Adding dask-ctl support to your project

Adding dask-ctl support to your project

dask-ctl is an opt-in utility package for managing Dask cluster lifecycles.

In order for a cluster manager to work with dask-ctl it must have the following things:

  • A discovery method registered as an entrypoint

  • A from_name class method which reconstructs the cluster manager

Discovery

In order for cluster to be visible in dask-ctl the cluster manager which created it must implement a discovery method and register it as an dask_cluster_discovery entrypoint.

import setuptools

setuptools.setup(
    ...
    entry_points="""
        [dask_cluster_discovery]
        mycluster=my_package.discovery:discover
    """,
)

This method must be an async generator which returns tuples of the cluster name and a class which can be used to reconstruct it.

from typing import Callable, AsyncIterator, Tuple

from my_package.cluster import MyClusterManager  # A cluster manager class which supports the ``from_name`` classmethod


async def discover() -> AsyncIterator[Tuple[str, Callable]]:

    # Discover cluster names in whatever way is appropriate
    cluster_names = [...]

    for cluster_name in cluster_names:
        yield (cluster_name, MyClusterManager)

From name

When dask-ctl discovers clusters it iterates through all the registered discovery methods and constructs a list of name/cluster manager pairs.

Then when making calls such as get_cluster it will attempt to call the from_name class method on the cluster manager and pass in the name that was provided during discovery.

Cluster managers are contructed from name during almost all dask-ctl operations. Even calling dask cluster list on the CLI will create all cluster managers in order to query information about them such as number of workers and resources via the scheduler comm.

Implementation of this method will vary drastically depending on how the cluster manager is implemented. But the interface should take the name argument and contruct a cluster manager class and return it.

from distributed.deploy.cluster import Cluster

class MyClusterManager(Cluster):

    ...

    @classmethod
    def from_name(
        cls, name: str, loop: asyncio.BaseEventLoop = None, asynchronous: bool = False
    ):
        cluster = cls(name=name, asynchronous=asynchronous)

        # Connect to the scheduler comm
        cluster.scheduler_comm = rpc(...)

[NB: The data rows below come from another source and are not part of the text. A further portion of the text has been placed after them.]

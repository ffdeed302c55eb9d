//! Batch limit policy.

use serde::{Deserialize, Serialize};

/// Packing thresholds for summarization requests.
#[derive(Debug, Clone, PartialEq, Serialize, Deserialize)]
#[serde(default)]
pub struct BatchLimits {
    /// Hard ceiling on estimated input tokens per request.
    pub max_tokens_per_request: usize,
    pub max_batch_size: usize,
    /// Tokens consumed by the prompt scaffolding of every request.
    pub base_prompt_tokens: usize,
    pub avg_tokens_per_summary: usize,
    pub json_overhead_tokens: usize,
    pub provider_max_output_tokens: usize,
    /// Fraction of the provider output ceiling that may be used (0, 1].
    pub output_safety_margin: f64,
    /// Headroom kept free when truncating an oversized item.
    pub truncation_buffer_tokens: usize,
    pub tokens_per_char: f64,
    /// When set, the builder also flushes before the expected response would
    /// exceed the output ceiling.
    pub enforce_output_limit: bool,
}

impl Default for BatchLimits {
    fn default() -> Self {
        Self {
            max_tokens_per_request: 100_000,
            max_batch_size: 20,
            base_prompt_tokens: 500,
            avg_tokens_per_summary: 300,
            json_overhead_tokens: 200,
            provider_max_output_tokens: 8_192,
            output_safety_margin: 0.9,
            truncation_buffer_tokens: 1_000,
            tokens_per_char: 0.25,
            enforce_output_limit: false,
        }
    }
}

impl BatchLimits {
    pub fn new() -> Self {
        Self::default()
    }
    pub fn with_max_tokens_per_request(mut self, t: usize) -> Self {
        self.max_tokens_per_request = t;
        self
    }
    pub fn with_max_batch_size(mut self, s: usize) -> Self {
        self.max_batch_size = s;
        self
    }
    pub fn with_base_prompt_tokens(mut self, t: usize) -> Self {
        self.base_prompt_tokens = t;
        self
    }
    pub fn with_truncation_buffer_tokens(mut self, t: usize) -> Self {
        self.truncation_buffer_tokens = t;
        self
    }
    pub fn with_tokens_per_char(mut self, r: f64) -> Self {
        self.tokens_per_char = r;
        self
    }
    pub fn with_enforce_output_limit(mut self, e: bool) -> Self {
        self.enforce_output_limit = e;
        self
    }
}

/// Stateless predicates over [`BatchLimits`].
///
/// Input size and expected output size are independent constraints: providers
/// cap both, and a batch of many short items can blow the output ceiling while
/// staying far below the input one.
#[derive(Debug, Clone)]
pub struct BatchLimitPolicy {
    limits: BatchLimits,
}

impl BatchLimitPolicy {
    pub fn new(limits: BatchLimits) -> Self {
        Self { limits }
    }

    pub fn limits(&self) -> &BatchLimits {
        &self.limits
    }

    pub fn exceeds_input_limit(&self, current: usize, additional: usize) -> bool {
        current.saturating_add(additional) > self.limits.max_tokens_per_request
    }

    /// Absolute ceiling for a single item.
    pub fn exceeds_max_tokens(&self, tokens: usize) -> bool {
        tokens > self.limits.max_tokens_per_request
    }

    pub fn exceeds_batch_size(&self, size: usize) -> bool {
        size >= self.limits.max_batch_size
    }

    pub fn estimate_output_tokens(&self, batch_size: usize) -> usize {
        batch_size
            .saturating_mul(self.limits.avg_tokens_per_summary)
            .saturating_add(self.limits.json_overhead_tokens)
    }

    pub fn max_output_tokens_allowed(&self) -> usize {
        (self.limits.provider_max_output_tokens as f64 * self.limits.output_safety_margin) as usize
    }

    pub fn exceeds_output_limit(&self, batch_size: usize) -> bool {
        self.estimate_output_tokens(batch_size) > self.max_output_tokens_allowed()
    }

    /// Token budget for a forcibly truncated item.
    pub fn max_tokens_for_truncation(&self) -> usize {
        self.limits
            .max_tokens_per_request
            .saturating_sub(self.limits.truncation_buffer_tokens)
    }
}

#[cfg(test)]
mod tests {
    use super::*;

    fn policy() -> BatchLimitPolicy {
        BatchLimitPolicy::new(BatchLimits {
            max_tokens_per_request: 100,
            max_batch_size: 3,
            avg_tokens_per_summary: 50,
            json_overhead_tokens: 10,
            provider_max_output_tokens: 200,
            output_safety_margin: 0.9,
            truncation_buffer_tokens: 20,
            ..BatchLimits::default()
        })
    }

    #[test]
    fn test_input_limit_is_strict() {
        let p = policy();
        assert!(!p.exceeds_input_limit(50, 50));
        assert!(p.exceeds_input_limit(50, 51));
        assert!(!p.exceeds_max_tokens(100));
        assert!(p.exceeds_max_tokens(101));
    }

    #[test]
    fn test_batch_size_is_inclusive() {
        let p = policy();
        assert!(!p.exceeds_batch_size(2));
        assert!(p.exceeds_batch_size(3));
    }

    #[test]
    fn test_output_estimate() {
        let p = policy();
        assert_eq!(p.estimate_output_tokens(3), 160);
        assert_eq!(p.max_output_tokens_allowed(), 180);
        assert!(!p.exceeds_output_limit(3));
        assert!(p.exceeds_output_limit(4));
    }

    #[test]
    fn test_truncation_budget_saturates() {
        assert_eq!(policy().max_tokens_for_truncation(), 80);
        let tiny = BatchLimitPolicy::new(
            BatchLimits::new()
                .with_max_tokens_per_request(10)
                .with_truncation_buffer_tokens(50),
        );
        assert_eq!(tiny.max_tokens_for_truncation(), 0);
    }
}
//! Delayed-retry record.

use crate::error_code::ErrorType;
use chrono::{DateTime, Utc};
use serde::{Deserialize, Serialize};
use std::time::Duration;

/// A persisted, exponentially backed-off retry schedule for one item.
#[derive(Debug, Clone, PartialEq, Eq, Serialize, Deserialize)]
pub struct RetryQueueEntry {
    pub item_id: i64,
    pub reason: String,
    pub error_type: ErrorType,
    pub retry_count: u32,
    pub next_retry_at: DateTime<Utc>,
    pub max_retries: u32,
    pub created_at: DateTime<Utc>,
    pub last_retry_at: Option<DateTime<Utc>>,
}

/// `now + delay`, saturating at the maximum representable time.
fn after(now: DateTime<Utc>, delay: Duration) -> DateTime<Utc> {
    chrono::Duration::from_std(delay)
        .ok()
        .and_then(|d| now.checked_add_signed(d))
        .unwrap_or(DateTime::<Utc>::MAX_UTC)
}

/// `base * 2^exponent`
fn backoff(base: Duration, exponent: u32) -> Duration {
    let factor = 1u32.checked_shl(exponent).unwrap_or(u32::MAX);
    base.saturating_mul(factor)
}

impl RetryQueueEntry {
    /// First failure: scheduled one `base_delay` from `now`.
    pub fn new(
        item_id: i64,
        reason: impl Into<String>,
        error_type: ErrorType,
        max_retries: u32,
        base_delay: Duration,
        now: DateTime<Utc>,
    ) -> Self {
        Self {
            item_id,
            reason: reason.into(),
            error_type,
            retry_count: 0,
            next_retry_at: after(now, base_delay),
            max_retries,
            created_at: now,
            last_retry_at: None,
        }
    }

    pub fn should_retry_at(&self, now: DateTime<Utc>) -> bool {
        self.retry_count < self.max_retries && now > self.next_retry_at
    }

    pub fn should_retry(&self) -> bool {
        self.should_retry_at(Utc::now())
    }

    pub fn is_exhausted(&self) -> bool {
        self.retry_count >= self.max_retries
    }

    /// The record after another failed attempt at `now`.
    pub fn incremented_at(&self, base_delay: Duration, now: DateTime<Utc>) -> Self {
        let retry_count = self.retry_count.saturating_add(1);
        Self {
            retry_count,
            next_retry_at: after(now, backoff(base_delay, retry_count)),
            last_retry_at: Some(now),
            ..self.clone()
        }
    }

    pub fn increment_retry(&self, base_delay: Duration) -> Self {
        self.incremented_at(base_delay, Utc::now())
    }

    /// Replace the stored reason with the latest failure.
    pub fn with_failure(mut self, reason: impl Into<String>, error_type: ErrorType) -> Self {
        self.reason = reason.into();
        self.error_type = error_type;
        self
    }
}
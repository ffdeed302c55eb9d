//! Resumable keyset pager.

use super::cursor::{Checkpoint, Cursor};
use super::traits::{CheckpointStore, ItemSource};
use crate::types::Item;
use crate::{Error, ErrorContext, Result};
use serde::{Deserialize, Serialize};
use std::sync::Arc;
use tracing::{debug, info};

#[derive(Debug, Clone, PartialEq, Eq, Serialize, Deserialize)]
#[serde(default)]
pub struct ReaderConfig {
    pub page_size: usize,
    /// Upper bound on items read per run; `None` reads until the source is exhausted.
    /// The next run continues after the last checkpointed item.
    pub max_count: Option<usize>,
}

impl Default for ReaderConfig {
    fn default() -> Self {
        Self {
            page_size: 100,
            max_count: None,
        }
    }
}

/// Reads an ordered source page by page, strictly after a persisted cursor.
///
/// The cursor moves forward on every `read`; it only reaches the checkpoint
/// store on `update`, which callers invoke once a page has been fully handled.
pub struct CursorPager {
    name: String,
    source: Arc<dyn ItemSource>,
    store: Arc<dyn CheckpointStore>,
    config: ReaderConfig,
    cursor: Cursor,
    pages_read: usize,
    read_this_run: usize,
}

impl CursorPager {
    pub fn new(
        name: impl Into<String>,
        source: Arc<dyn ItemSource>,
        store: Arc<dyn CheckpointStore>,
        config: ReaderConfig,
    ) -> Self {
        Self {
            name: name.into(),
            source,
            store,
            config,
            cursor: Cursor::new(),
            pages_read: 0,
            read_this_run: 0,
        }
    }

    pub fn name(&self) -> &str {
        &self.name
    }

    pub fn cursor(&self) -> &Cursor {
        &self.cursor
    }

    fn checkpoint_key(&self) -> String {
        format!("{}.cursor", self.name)
    }

    fn error_context(&self) -> ErrorContext {
        ErrorContext::new()
            .with_field_path(self.checkpoint_key())
            .with_source("cursor_pager")
    }

    /// Restore the cursor from the checkpoint store, or start from the beginning.
    pub async fn open(&mut self) -> Result<()> {
        let key = self.checkpoint_key();
        self.cursor = match self.store.load(&key).await? {
            Some(blob) => {
                let checkpoint: Checkpoint = serde_json::from_str(&blob).map_err(|e| {
                    Error::checkpoint_with_context(
                        format!("corrupt checkpoint: {}", e),
                        self.error_context(),
                    )
                })?;
                Cursor::from(checkpoint)
            }
            None => Cursor::new(),
        };
        self.pages_read = 0;
        self.read_this_run = 0;
        info!(
            pager = %self.name,
            last_id = ?self.cursor.last_id,
            last_timestamp = ?self.cursor.last_timestamp,
            processed = self.cursor.processed_count,
            "pager opened"
        );
        Ok(())
    }

    fn remaining(&self) -> usize {
        match self.config.max_count {
            Some(max) => max.saturating_sub(self.read_this_run),
            None => usize::MAX,
        }
    }

    /// Next page, or `None` once `max_count` is reached or the source is drained.
    pub async fn read(&mut self) -> Result<Option<Vec<Item>>> {
        let limit = self.config.page_size.min(self.remaining());
        if limit == 0 {
            return Ok(None);
        }

        let mut page = self.source.fetch_page(&self.cursor, limit).await?;
        if page.is_empty() {
            return Ok(None);
        }
        page.truncate(limit);
        self.check_order(&page)?;

        self.cursor.advance(&page);
        self.pages_read += 1;
        self.read_this_run += page.len();
        debug!(
            pager = %self.name,
            page = self.pages_read,
            items = page.len(),
            processed = self.cursor.processed_count,
            "page read"
        );
        Ok(Some(page))
    }

    fn check_order(&self, page: &[Item]) -> Result<()> {
        let first_ok = page.first().map_or(true, |i| self.cursor.precedes(i));
        let sorted = page.windows(2).all(|w| w[0].position() < w[1].position());
        if first_ok && sorted {
            Ok(())
        } else {
            Err(Error::source_with_context(
                "source returned a page that is not strictly after the cursor in (timestamp, id) order",
                self.error_context(),
            ))
        }
    }

    /// Persist the current cursor.
    pub async fn update(&self) -> Result<()> {
        let blob = serde_json::to_string(&Checkpoint::from(&self.cursor))?;
        self.store.save(&self.checkpoint_key(), &blob).await?;
        debug!(pager = %self.name, processed = self.cursor.processed_count, "checkpoint saved");
        Ok(())
    }

    /// Forget the persisted cursor so the next run starts from the beginning.
    ///
    /// An operator action; a finished run keeps its checkpoint.
    pub async fn reset(&mut self) -> Result<()> {
        self.store.delete(&self.checkpoint_key()).await?;
        self.cursor = Cursor::new();
        Ok(())
    }

    pub fn close(&self) {
        info!(
            pager = %self.name,
            pages = self.pages_read,
            read = self.read_this_run,
            processed = self.cursor.processed_count,
            last_id = ?self.cursor.last_id,
            "pager closed"
        );
    }
}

        # Put the cluster manager into a started and running state
        ...

        return cluster

Testing integration

A useful test to ensure your cluster manager will be compliant with dask-ctl would be to follow these steps:

  • Create a cluster using your cluster manager class

  • Record the name of that cluster

  • Run dask-ctl discovery and ensure the cluster is listed

  • Ensure the cluster is not created when the cluster manager is destroyed

  • Delete the cluster manager object

  • Recreate the cluster manager object from the name

  • Check that the cluster is working as expected

import pytest

from dask.distributed import Client
from dask_ctl.discovery import (
    list_discovery_methods,
    discover_cluster_names,
)

from my_package.cluster import MyClusterManager

@pytest.mark.asyncio
async def test_from_name():
    # Create cluster
    cluster = await MyClusterManager(*args, **kwargs)
    await cluster.scale(1)
    name = cluster.name

    # Check cluster listed in discovery
    discovery = "mycluster"
    assert discovery in list_discovery_methods()
    clusters_names = [
        cluster async for cluster in discover_cluster_names(discovery=discovery)
    ]
    assert len(clusters_names) == 1
    discovered_name, discovered_class = cluster_names[0]
    assert discovered_name == name
    assert discovered_class == MyClusterManager

    # Delete cluster manager
    cluster.shutdown_on_close = False
    del cluster

    # Recreate cluster manager from name
    cluster = await MyClusterManager.from_name(name, asynchronous=True)
    assert "id" in cluster.scheduler_info
    assert cluster.status == Status.running

    # Ensure work can be run on cluster
    async with Client(cluster, asynchronous=True) as client:
        # Ensure that inter-worker communication works well
        futures = client.map(lambda x: x + 1, range(10))
        total = client.submit(sum, futures)
        assert (await total) == sum(map(lambda x: x + 1, range(10)))
        assert all((await client.has_what()).values())